La sonnerie des cors éclata.

Le roi s'avança au balcon central, la reine à ses côtés. Les princesses du sang, les princes, les gentilshommes de premier rang les entouraient. Du fond de la nuit, montant la colline, l'aboiement de la meute s'approchait. Deux valets de chiens émergèrent de l'ombre à la grille de la Cour des Cerfs et entrèrent dans le cercle de clarté. Ils traînaient une sorte de paquet innommable d'où dégoulinaient le sang et des lambeaux de boyaux ; c'était la mouée, composée par les viscères des deux cerfs tués et que l'on transportait sur la peau d'une des bêtes fraîchement écorchée. Derrière eux d'autres piqueurs en livrée rouge apparurent, ayant sur leurs talons la meute des chiens affamés qu'ils tenaient en respect avec de longs fouets.

Philippe du Plessis-Bellière descendit le perron à leur rencontre, ayant en main la gaule au pied de biche. Il avait eu le temps de revêtir un uniforme étincelant, rouge aussi, mais avec quarante boutonnières dorées, horizontales, et vingt verticales sur les deux poches. Ses bottes de cuir jaune, étaient à talons rouges, avec des éperons de vermeil.

– Il a la jambe aussi bien faite que celle du roi, commenta quelqu'un près d'Angélique.

– Mais sa démarche a moins de grâce. Philippe du Plessis a toujours l'air de partir en guerre.

– N'oublions pas qu'il est aussi maréchal.

Le jeune homme fixait avec attention le roi au balcon. Celui-ci fit un signe de sa gaule personnelle.

Philippe remit alors son insigne au page qui le suivait. Il s'avança vers les valets et leur prit à pleines mains la charge gluante. Son riche habit de soie, de dentelles et de passementeries fut immédiatement inondé de sang. Impassible et magnifique le gentilhomme porta la mouée jusqu'au centre de la cour et l'y déposa devant le demi-cercle des chiens dont les jappements et les abois se multipliaient jusqu'à se transformer en rauques hurlements.
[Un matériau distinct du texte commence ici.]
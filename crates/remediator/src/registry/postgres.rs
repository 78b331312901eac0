//! `PostgreSQL` registry for multi-instance deployments.
//!
//! Consume and expiry are single `DELETE ... RETURNING` statements, so
//! the database row lock decides the one winner across processes.
//! Delivery claims use the primary key of `remediation_deliveries` the
//! same way.

use async_trait::async_trait;
use chrono::{DateTime, Duration, Utc};
use sqlx::postgres::{PgPool, PgPoolOptions};
use sqlx::types::Json;
use tracing::{debug, error, info};

use super::{new_request, RegistryError, RemediationRegistry};
use crate::types::{
    CommandPlan, IncidentContext, PlanOrigin, RemediationRequest, RequestId, RequestStatus,
};

const CREATE_TABLE_SQL: &str = r"
    CREATE TABLE IF NOT EXISTS remediation_requests (
        request_id   TEXT PRIMARY KEY,
        incident_key TEXT NOT NULL,
        origin       TEXT NOT NULL,
        commands     JSONB NOT NULL,
        context      JSONB NOT NULL,
        created_at   TIMESTAMPTZ NOT NULL
    )
";

const CREATE_INDEX_SQL: &str = "CREATE INDEX IF NOT EXISTS idx_remediation_requests_created_at \
     ON remediation_requests (created_at)";

const CREATE_DELIVERIES_SQL: &str = r"
    CREATE TABLE IF NOT EXISTS remediation_deliveries (
        delivery_key TEXT PRIMARY KEY,
        claimed_at   TIMESTAMPTZ NOT NULL
    )
";

/// Registry backed by a `PostgreSQL` table of pending requests.
#[derive(Debug, Clone)]
pub struct PostgresRegistry {
    pool: PgPool,
}

impl PostgresRegistry {
    /// Connect and make sure the tables exist.
    pub async fn connect(database_url: &str) -> Result<Self, RegistryError> {
        let pool = PgPoolOptions::new()
            .max_connections(5)
            .acquire_timeout(std::time::Duration::from_secs(5))
            .connect(database_url)
            .await
            .map_err(unavailable)?;

        let registry = Self::from_pool(pool).await?;
        info!("Registry using PostgreSQL");
        Ok(registry)
    }

    /// Use an existing pool.
    pub async fn from_pool(pool: PgPool) -> Result<Self, RegistryError> {
        let registry = Self { pool };
        registry.ensure_schema().await?;
        Ok(registry)
    }

    /// Create the tables if missing.
    pub async fn ensure_schema(&self) -> Result<(), RegistryError> {
        for statement in [CREATE_TABLE_SQL, CREATE_INDEX_SQL, CREATE_DELIVERIES_SQL] {
            sqlx::query(statement)
                .execute(&self.pool)
                .await
                .map_err(unavailable)?;
        }
        Ok(())
    }
}

fn unavailable(e: sqlx::Error) -> RegistryError {
    RegistryError::Unavailable(e.to_string())
}

fn parse_origin(raw: &str) -> Result<PlanOrigin, RegistryError> {
    match raw {
        "vetted" => Ok(PlanOrigin::Vetted),
        "ai_suggested" => Ok(PlanOrigin::AiSuggested),
        other => Err(RegistryError::Unavailable(format!(
            "unknown plan origin in store: {other}"
        ))),
    }
}

/// One `remediation_requests` row as stored.
///
/// JSON columns stay untyped here so a row written by another version
/// still loads; [`StoredRequest::into_request`] does the validation.
#[derive(Debug, Clone, sqlx::FromRow)]
struct StoredRequest {
    request_id: String,
    incident_key: String,
    origin: String,
    commands: Json<serde_json::Value>,
    context: Json<serde_json::Value>,
    created_at: DateTime<Utc>,
}

impl StoredRequest {
    fn into_request(self) -> Result<RemediationRequest, RegistryError> {
        let request_id = RequestId::parse(&self.request_id).ok_or_else(|| {
            RegistryError::Unavailable(format!("malformed id in store: {}", self.request_id))
        })?;
        let commands: Vec<String> = serde_json::from_value(self.commands.0).map_err(|e| {
            RegistryError::Unavailable(format!("unreadable commands in store: {e}"))
        })?;
        let context: IncidentContext = serde_json::from_value(self.context.0).map_err(|e| {
            RegistryError::Unavailable(format!("unreadable context in store: {e}"))
        })?;

        Ok(RemediationRequest::restore(
            request_id,
            self.incident_key,
            parse_origin(&self.origin)?,
            CommandPlan::new(commands)?,
            self.created_at,
            context,
        ))
    }
}

/// Turn deleted rows into EXPIRED requests. A row that no longer decodes
/// is logged with its id and incident and the rest still come back.
fn collect_expired(rows: Vec<StoredRequest>) -> Vec<RemediationRequest> {
    let mut expired = Vec::with_capacity(rows.len());
    for row in rows {
        let request_id = row.request_id.clone();
        let incident_key = row.incident_key.clone();
        match row.into_request() {
            Ok(mut request) => {
                request.status = RequestStatus::Expired;
                expired.push(request);
            }
            Err(e) => error!(
                request_id = %request_id,
                incident = %incident_key,
                error = %e,
                "Expired request could not be decoded, no expiry notice will be sent"
            ),
        }
    }
    expired
}

#[async_trait]
impl RemediationRegistry for PostgresRegistry {
    async fn create(
        &self,
        incident_key: &str,
        commands: Vec<String>,
        origin: PlanOrigin,
        context: IncidentContext,
    ) -> Result<RequestId, RegistryError> {
        let request = new_request(incident_key, commands, origin, context)?;

        sqlx::query(
            "INSERT INTO remediation_requests
                (request_id, incident_key, origin, commands, context, created_at)
             VALUES ($1, $2, $3, $4, $5, $6)",
        )
        .bind(request.request_id.as_str())
        .bind(&request.incident_key)
        .bind(request.origin.as_str())
        .bind(Json(request.commands()))
        .bind(Json(&request.context))
        .bind(request.created_at)
        .execute(&self.pool)
        .await
        .map_err(unavailable)?;

        debug!(
            request_id = %request.request_id,
            incident = %incident_key,
            "Registered pending request"
        );
        Ok(request.request_id)
    }

    async fn consume(
        &self,
        request_id: &RequestId,
    ) -> Result<Option<RemediationRequest>, RegistryError> {
        let row: Option<StoredRequest> = sqlx::query_as(
            "DELETE FROM remediation_requests WHERE request_id = $1
             RETURNING request_id, incident_key, origin, commands, context, created_at",
        )
        .bind(request_id.as_str())
        .fetch_optional(&self.pool)
        .await
        .map_err(unavailable)?;

        row.map(StoredRequest::into_request).transpose()
    }

    async fn expire(&self, max_age: Duration) -> Result<Vec<RemediationRequest>, RegistryError> {
        let cutoff = Utc::now() - max_age;
        let rows: Vec<StoredRequest> = sqlx::query_as(
            "DELETE FROM remediation_requests WHERE created_at < $1
             RETURNING request_id, incident_key, origin, commands, context, created_at",
        )
        .bind(cutoff)
        .fetch_all(&self.pool)
        .await
        .map_err(unavailable)?;

        let removed = rows.len();
        let expired = collect_expired(rows);
        if removed > 0 {
            info!(count = expired.len(), removed, "Expired pending requests");
        }
        Ok(expired)
    }

    async fn pending_count(&self) -> Result<usize, RegistryError> {
        let count: i64 = sqlx::query_scalar("SELECT COUNT(*) FROM remediation_requests")
            .fetch_one(&self.pool)
            .await
            .map_err(unavailable)?;
        Ok(usize::try_from(count).unwrap_or_default())
    }

    async fn claim_delivery(
        &self,
        delivery_key: &str,
        window: Duration,
    ) -> Result<bool, RegistryError> {
        let now = Utc::now();
        sqlx::query("DELETE FROM remediation_deliveries WHERE claimed_at < $1")
            .bind(now - window)
            .execute(&self.pool)
            .await
            .map_err(unavailable)?;

        // The primary key picks one winner across instances
        let inserted = sqlx::query(
            "INSERT INTO remediation_deliveries (delivery_key, claimed_at) VALUES ($1, $2)
             ON CONFLICT (delivery_key) DO NOTHING",
        )
        .bind(delivery_key)
        .bind(now)
        .execute(&self.pool)
        .await
        .map_err(unavailable)?
        .rows_affected();

        if inserted == 0 {
            debug!(key = %delivery_key, "Delivery already claimed");
        }
        Ok(inserted == 1)
    }

    async fn release_delivery(&self, delivery_key: &str) -> Result<(), RegistryError> {
        sqlx::query("DELETE FROM remediation_deliveries WHERE delivery_key = $1")
            .bind(delivery_key)
            .execute(&self.pool)
            .await
            .map_err(unavailable)?;
        Ok(())
    }
}

#[cfg(test)]
mod tests {
    use super::*;
    use serde_json::json;

    fn stored(origin: &str, commands: serde_json::Value) -> StoredRequest {
        StoredRequest {
            request_id: RequestId::generate().as_str().to_string(),
            incident_key: "disk-full".to_string(),
            origin: origin.to_string(),
            commands: Json(commands),
            context: Json(json!({"severity": "critical", "description": "root at 98%"})),
            created_at: Utc::now() - Duration::hours(2),
        }
    }

    #[test]
    fn test_parse_origin() {
        assert_eq!(parse_origin("vetted").unwrap(), PlanOrigin::Vetted);
        assert_eq!(parse_origin("ai_suggested").unwrap(), PlanOrigin::AiSuggested);
        assert!(parse_origin("manual").is_err());
    }

    #[test]
    fn test_stored_row_decodes() {
        let row = stored("ai_suggested", json!(["df -h", "sudo journalctl --vacuum-size=200M"]));
        let raw_id = row.request_id.clone();

        let request = row.into_request().unwrap();
        assert_eq!(request.request_id.as_str(), raw_id);
        assert_eq!(request.origin, PlanOrigin::AiSuggested);
        assert_eq!(request.status, RequestStatus::Pending);
        assert_eq!(request.commands(), ["df -h", "sudo journalctl --vacuum-size=200M"]);
        assert_eq!(request.context.severity.as_deref(), Some("critical"));
    }

    #[test]
    fn test_stored_row_rejects_corruption() {
        assert!(stored("manual", json!(["df -h"])).into_request().is_err());
        assert!(stored("vetted", json!([])).into_request().is_err());
        assert!(stored("vetted", json!("df -h")).into_request().is_err());

        let mut bad_id = stored("vetted", json!(["df -h"]));
        bad_id.request_id = "not-an-id".to_string();
        assert!(bad_id.into_request().is_err());
    }

    #[test]
    fn test_collect_expired_keeps_good_rows_after_bad_one() {
        let good_a = stored("vetted", json!(["echo a"]));
        let good_b = stored("ai_suggested", json!(["echo b"]));
        let ids = [good_a.request_id.clone(), good_b.request_id.clone()];
        let rows = vec![good_a, stored("manual", json!(["echo x"])), good_b];

        let expired = collect_expired(rows);
        assert_eq!(expired.len(), 2);
        assert!(expired.iter().all(|r| r.status == RequestStatus::Expired));
        assert_eq!(expired[0].request_id.as_str(), ids[0]);
        assert_eq!(expired[1].request_id.as_str(), ids[1]);
    }

    // The tests below need a database: DATABASE_URL=postgres://... cargo test
    // --features postgres -- --ignored

    async fn registry(pool: PgPool) -> PostgresRegistry {
        PostgresRegistry::from_pool(pool).await.unwrap()
    }

    #[sqlx::test(migrations = false)]
    #[ignore = "needs DATABASE_URL"]
    async fn test_consume_is_single_use(pool: PgPool) {
        let registry = registry(pool).await;
        let id = registry
            .create(
                "disk-full",
                vec!["df -h".to_string()],
                PlanOrigin::Vetted,
                IncidentContext::default(),
            )
            .await
            .unwrap();
        assert_eq!(registry.pending_count().await.unwrap(), 1);

        let mut handles = Vec::new();
        for _ in 0..8 {
            let registry = registry.clone();
            let id = id.clone();
            handles.push(tokio::spawn(async move {
                registry.consume(&id).await.unwrap().is_some()
            }));
        }
        let mut winners = 0;
        for handle in handles {
            if handle.await.unwrap() {
                winners += 1;
            }
        }
        assert_eq!(winners, 1);
        assert_eq!(registry.pending_count().await.unwrap(), 0);
    }

    #[sqlx::test(migrations = false)]
    #[ignore = "needs DATABASE_URL"]
    async fn test_expire_survives_corrupt_row(pool: PgPool) {
        let registry = registry(pool.clone()).await;
        let good = registry
            .create(
                "disk-full",
                vec!["df -h".to_string()],
                PlanOrigin::Vetted,
                IncidentContext::default(),
            )
            .await
            .unwrap();
        sqlx::query(
            "INSERT INTO remediation_requests
                (request_id, incident_key, origin, commands, context, created_at)
             VALUES ($1, 'cpu-high', 'manual', '[\"top\"]', '{}', $2)",
        )
        .bind(RequestId::generate().as_str())
        .bind(Utc::now())
        .execute(&pool)
        .await
        .unwrap();
        sqlx::query("UPDATE remediation_requests SET created_at = created_at - interval '2 hours'")
            .execute(&pool)
            .await
            .unwrap();

        let expired = registry.expire(Duration::hours(1)).await.unwrap();
        assert_eq!(expired.len(), 1);
        assert_eq!(expired[0].request_id, good);
        assert_eq!(registry.pending_count().await.unwrap(), 0);
    }

    #[sqlx::test(migrations = false)]
    #[ignore = "needs DATABASE_URL"]
    async fn test_delivery_claim_is_shared_across_instances(pool: PgPool) {
        let first = registry(pool.clone()).await;
        let second = registry(pool).await;
        let window = Duration::minutes(30);

        assert!(first.claim_delivery("disk-full:fp-1", window).await.unwrap());
        assert!(!second.claim_delivery("disk-full:fp-1", window).await.unwrap());

        second.release_delivery("disk-full:fp-1").await.unwrap();
        assert!(first.claim_delivery("disk-full:fp-1", window).await.unwrap());
    }
}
Les piqueurs les tenaient en respect sous le fouet, répétant :

– Arrière !... chiens, arrière !

Enfin, sur un autre signe du roi, ils furent lâchés. Ils commencèrent à dévorer avec des clappements de gueule féroces. Leurs dents aiguës brillaient. On sentait que ces chiens, entraînés journellement, nourris de viande crue, étaient de véritables fauves. Il fallait à ceux qui les dressaient et les disciplinaient des qualités de belluaires. Philippe se tenait plus proche que tous les autres du cercle sauvage, sans autre arme qu'une mince cravache. Il en frappait parfois, comme négligemment, les limiers pris de querelle et prêts à s'entr'égorger. Et les bêtes aussitôt se séparaient grondantes, mais matées. L'audace et le sang-froid du Grand Louvetier, ainsi debout avec ses somptueux habits ensanglantés et sa tête dédaigneuse si blonde, ses dentelles, ses bagues, ajoutaient un élément étrange et séduisant au spectacle sauvage.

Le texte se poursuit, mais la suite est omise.